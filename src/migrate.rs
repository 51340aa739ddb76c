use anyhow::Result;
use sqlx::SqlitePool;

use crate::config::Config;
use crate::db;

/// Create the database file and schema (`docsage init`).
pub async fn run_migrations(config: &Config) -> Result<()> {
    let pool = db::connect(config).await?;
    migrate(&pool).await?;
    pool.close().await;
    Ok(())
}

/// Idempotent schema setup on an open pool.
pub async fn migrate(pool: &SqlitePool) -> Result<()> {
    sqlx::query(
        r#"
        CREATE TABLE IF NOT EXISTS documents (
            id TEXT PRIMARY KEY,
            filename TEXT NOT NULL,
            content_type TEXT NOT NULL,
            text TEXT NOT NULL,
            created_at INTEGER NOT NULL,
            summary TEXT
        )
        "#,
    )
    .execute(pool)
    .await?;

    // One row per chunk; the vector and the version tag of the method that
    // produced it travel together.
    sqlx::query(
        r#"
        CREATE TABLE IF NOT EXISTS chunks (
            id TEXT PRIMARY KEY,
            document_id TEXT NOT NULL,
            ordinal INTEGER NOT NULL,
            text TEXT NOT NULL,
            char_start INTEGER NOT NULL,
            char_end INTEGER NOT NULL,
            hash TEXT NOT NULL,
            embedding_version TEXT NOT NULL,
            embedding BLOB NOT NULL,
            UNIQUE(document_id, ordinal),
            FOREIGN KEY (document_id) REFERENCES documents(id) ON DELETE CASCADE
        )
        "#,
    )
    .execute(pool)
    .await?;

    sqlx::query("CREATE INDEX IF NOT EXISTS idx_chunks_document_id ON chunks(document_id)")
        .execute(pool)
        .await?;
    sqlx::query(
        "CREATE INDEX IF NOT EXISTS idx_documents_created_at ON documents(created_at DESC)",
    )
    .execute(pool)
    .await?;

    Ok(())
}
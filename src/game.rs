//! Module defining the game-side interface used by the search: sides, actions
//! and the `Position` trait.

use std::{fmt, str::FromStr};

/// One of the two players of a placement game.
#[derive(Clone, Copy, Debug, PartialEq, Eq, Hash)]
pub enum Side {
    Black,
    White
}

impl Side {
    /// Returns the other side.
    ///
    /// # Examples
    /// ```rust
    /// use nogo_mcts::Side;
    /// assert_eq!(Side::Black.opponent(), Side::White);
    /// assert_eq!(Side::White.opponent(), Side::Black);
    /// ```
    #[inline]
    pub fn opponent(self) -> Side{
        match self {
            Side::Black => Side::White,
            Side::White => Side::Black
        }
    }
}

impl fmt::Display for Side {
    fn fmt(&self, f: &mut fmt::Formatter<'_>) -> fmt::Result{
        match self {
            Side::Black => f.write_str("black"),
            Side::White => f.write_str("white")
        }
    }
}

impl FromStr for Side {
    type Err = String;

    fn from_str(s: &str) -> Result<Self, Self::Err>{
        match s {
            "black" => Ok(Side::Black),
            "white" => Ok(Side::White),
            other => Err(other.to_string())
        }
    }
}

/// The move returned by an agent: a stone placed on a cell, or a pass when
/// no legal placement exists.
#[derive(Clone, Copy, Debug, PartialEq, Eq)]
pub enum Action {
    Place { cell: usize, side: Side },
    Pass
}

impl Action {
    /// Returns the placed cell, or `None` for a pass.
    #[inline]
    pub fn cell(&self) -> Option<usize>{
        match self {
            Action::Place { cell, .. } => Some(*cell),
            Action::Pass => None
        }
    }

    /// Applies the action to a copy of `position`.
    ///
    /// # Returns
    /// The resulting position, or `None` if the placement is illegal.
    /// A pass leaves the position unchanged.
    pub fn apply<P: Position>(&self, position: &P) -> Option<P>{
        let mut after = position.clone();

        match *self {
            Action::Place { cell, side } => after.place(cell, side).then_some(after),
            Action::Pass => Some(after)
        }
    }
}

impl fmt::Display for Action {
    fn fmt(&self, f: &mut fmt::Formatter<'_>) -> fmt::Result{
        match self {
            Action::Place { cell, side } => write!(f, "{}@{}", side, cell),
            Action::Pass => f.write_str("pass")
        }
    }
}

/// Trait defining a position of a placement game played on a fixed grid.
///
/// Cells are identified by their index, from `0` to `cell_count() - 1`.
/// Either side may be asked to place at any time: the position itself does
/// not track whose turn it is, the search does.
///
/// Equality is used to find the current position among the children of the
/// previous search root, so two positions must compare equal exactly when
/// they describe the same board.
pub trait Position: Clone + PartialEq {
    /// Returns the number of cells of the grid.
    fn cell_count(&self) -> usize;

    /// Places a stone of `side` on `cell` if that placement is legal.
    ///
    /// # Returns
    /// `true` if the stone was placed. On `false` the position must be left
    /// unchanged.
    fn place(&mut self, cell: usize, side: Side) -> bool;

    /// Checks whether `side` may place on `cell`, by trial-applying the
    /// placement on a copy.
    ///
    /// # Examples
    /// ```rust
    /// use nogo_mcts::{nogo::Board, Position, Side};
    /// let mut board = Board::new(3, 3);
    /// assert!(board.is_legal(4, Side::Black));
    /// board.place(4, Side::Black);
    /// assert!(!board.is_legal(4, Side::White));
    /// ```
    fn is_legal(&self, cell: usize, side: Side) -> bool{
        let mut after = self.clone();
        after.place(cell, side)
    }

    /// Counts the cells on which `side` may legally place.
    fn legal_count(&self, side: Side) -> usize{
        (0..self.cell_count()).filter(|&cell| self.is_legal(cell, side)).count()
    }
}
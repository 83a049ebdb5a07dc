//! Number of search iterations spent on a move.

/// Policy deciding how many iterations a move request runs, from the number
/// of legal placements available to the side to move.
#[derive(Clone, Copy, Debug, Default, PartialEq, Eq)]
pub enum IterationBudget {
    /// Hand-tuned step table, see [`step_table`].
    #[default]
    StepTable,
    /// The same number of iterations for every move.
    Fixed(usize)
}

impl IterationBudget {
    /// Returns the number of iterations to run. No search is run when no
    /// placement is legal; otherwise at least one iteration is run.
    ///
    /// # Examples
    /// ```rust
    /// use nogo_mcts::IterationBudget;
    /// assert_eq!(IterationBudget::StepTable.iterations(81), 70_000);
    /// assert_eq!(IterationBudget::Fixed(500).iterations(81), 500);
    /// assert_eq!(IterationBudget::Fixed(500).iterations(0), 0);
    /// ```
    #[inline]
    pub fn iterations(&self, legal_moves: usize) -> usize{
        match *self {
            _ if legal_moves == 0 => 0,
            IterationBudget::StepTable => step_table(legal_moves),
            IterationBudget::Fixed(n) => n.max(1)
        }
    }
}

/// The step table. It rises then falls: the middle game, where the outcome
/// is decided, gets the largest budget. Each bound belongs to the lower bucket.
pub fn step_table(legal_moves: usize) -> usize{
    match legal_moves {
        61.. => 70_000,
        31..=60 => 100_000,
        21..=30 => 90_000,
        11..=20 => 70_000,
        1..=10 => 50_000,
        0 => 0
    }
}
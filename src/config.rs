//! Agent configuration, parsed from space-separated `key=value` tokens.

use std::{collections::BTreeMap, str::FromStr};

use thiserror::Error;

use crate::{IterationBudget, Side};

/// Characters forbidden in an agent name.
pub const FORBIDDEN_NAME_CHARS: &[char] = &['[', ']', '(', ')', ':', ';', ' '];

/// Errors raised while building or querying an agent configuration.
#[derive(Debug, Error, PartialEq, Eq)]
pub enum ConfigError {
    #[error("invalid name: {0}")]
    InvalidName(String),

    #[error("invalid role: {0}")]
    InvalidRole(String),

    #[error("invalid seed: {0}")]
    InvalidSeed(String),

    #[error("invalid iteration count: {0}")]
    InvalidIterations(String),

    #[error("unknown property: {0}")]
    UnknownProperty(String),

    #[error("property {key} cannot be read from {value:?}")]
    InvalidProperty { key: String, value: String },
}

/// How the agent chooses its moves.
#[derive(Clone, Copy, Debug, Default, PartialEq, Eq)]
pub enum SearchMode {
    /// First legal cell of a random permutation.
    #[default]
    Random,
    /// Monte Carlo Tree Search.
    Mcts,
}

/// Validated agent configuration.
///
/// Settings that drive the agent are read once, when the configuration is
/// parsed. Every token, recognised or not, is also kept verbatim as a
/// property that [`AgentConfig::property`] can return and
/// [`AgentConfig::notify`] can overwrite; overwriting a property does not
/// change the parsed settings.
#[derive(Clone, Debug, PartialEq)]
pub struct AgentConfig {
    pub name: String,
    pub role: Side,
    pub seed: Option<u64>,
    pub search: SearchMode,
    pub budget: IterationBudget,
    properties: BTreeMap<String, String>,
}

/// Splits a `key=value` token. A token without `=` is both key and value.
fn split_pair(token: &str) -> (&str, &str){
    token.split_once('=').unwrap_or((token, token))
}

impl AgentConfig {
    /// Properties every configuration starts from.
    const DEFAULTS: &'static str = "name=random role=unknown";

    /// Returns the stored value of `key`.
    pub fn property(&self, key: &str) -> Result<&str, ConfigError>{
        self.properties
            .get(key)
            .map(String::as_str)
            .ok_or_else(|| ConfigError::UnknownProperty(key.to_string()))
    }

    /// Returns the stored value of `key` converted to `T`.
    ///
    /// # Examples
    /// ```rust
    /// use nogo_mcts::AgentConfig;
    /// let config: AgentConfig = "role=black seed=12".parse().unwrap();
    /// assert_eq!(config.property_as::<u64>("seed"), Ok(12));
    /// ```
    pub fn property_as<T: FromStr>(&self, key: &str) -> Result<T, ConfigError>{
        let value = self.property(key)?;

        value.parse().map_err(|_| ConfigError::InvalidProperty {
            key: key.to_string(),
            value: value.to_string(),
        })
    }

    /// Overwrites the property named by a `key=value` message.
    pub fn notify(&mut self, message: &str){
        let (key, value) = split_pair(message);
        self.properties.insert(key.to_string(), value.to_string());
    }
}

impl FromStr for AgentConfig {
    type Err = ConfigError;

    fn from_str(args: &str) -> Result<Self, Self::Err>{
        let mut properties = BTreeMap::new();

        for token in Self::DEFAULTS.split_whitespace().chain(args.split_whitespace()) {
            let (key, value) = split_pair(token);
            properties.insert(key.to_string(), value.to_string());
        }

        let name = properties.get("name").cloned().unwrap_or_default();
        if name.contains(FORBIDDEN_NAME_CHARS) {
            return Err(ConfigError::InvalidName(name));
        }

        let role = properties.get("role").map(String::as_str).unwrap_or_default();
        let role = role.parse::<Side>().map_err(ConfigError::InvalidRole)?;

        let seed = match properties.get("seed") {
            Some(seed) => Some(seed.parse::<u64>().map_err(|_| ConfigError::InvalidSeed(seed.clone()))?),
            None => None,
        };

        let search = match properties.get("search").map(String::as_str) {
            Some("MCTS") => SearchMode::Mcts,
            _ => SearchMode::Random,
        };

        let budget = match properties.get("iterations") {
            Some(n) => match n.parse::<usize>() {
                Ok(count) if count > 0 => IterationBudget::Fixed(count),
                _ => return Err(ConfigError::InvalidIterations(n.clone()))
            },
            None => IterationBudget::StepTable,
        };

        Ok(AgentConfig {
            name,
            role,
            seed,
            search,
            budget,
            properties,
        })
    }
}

▶ PROBLEM REQUIREMENTS
Tell me how many lines in the data include "StepTable", giving only the number.

▶ SOLUTION TO THIS PROBLEM
4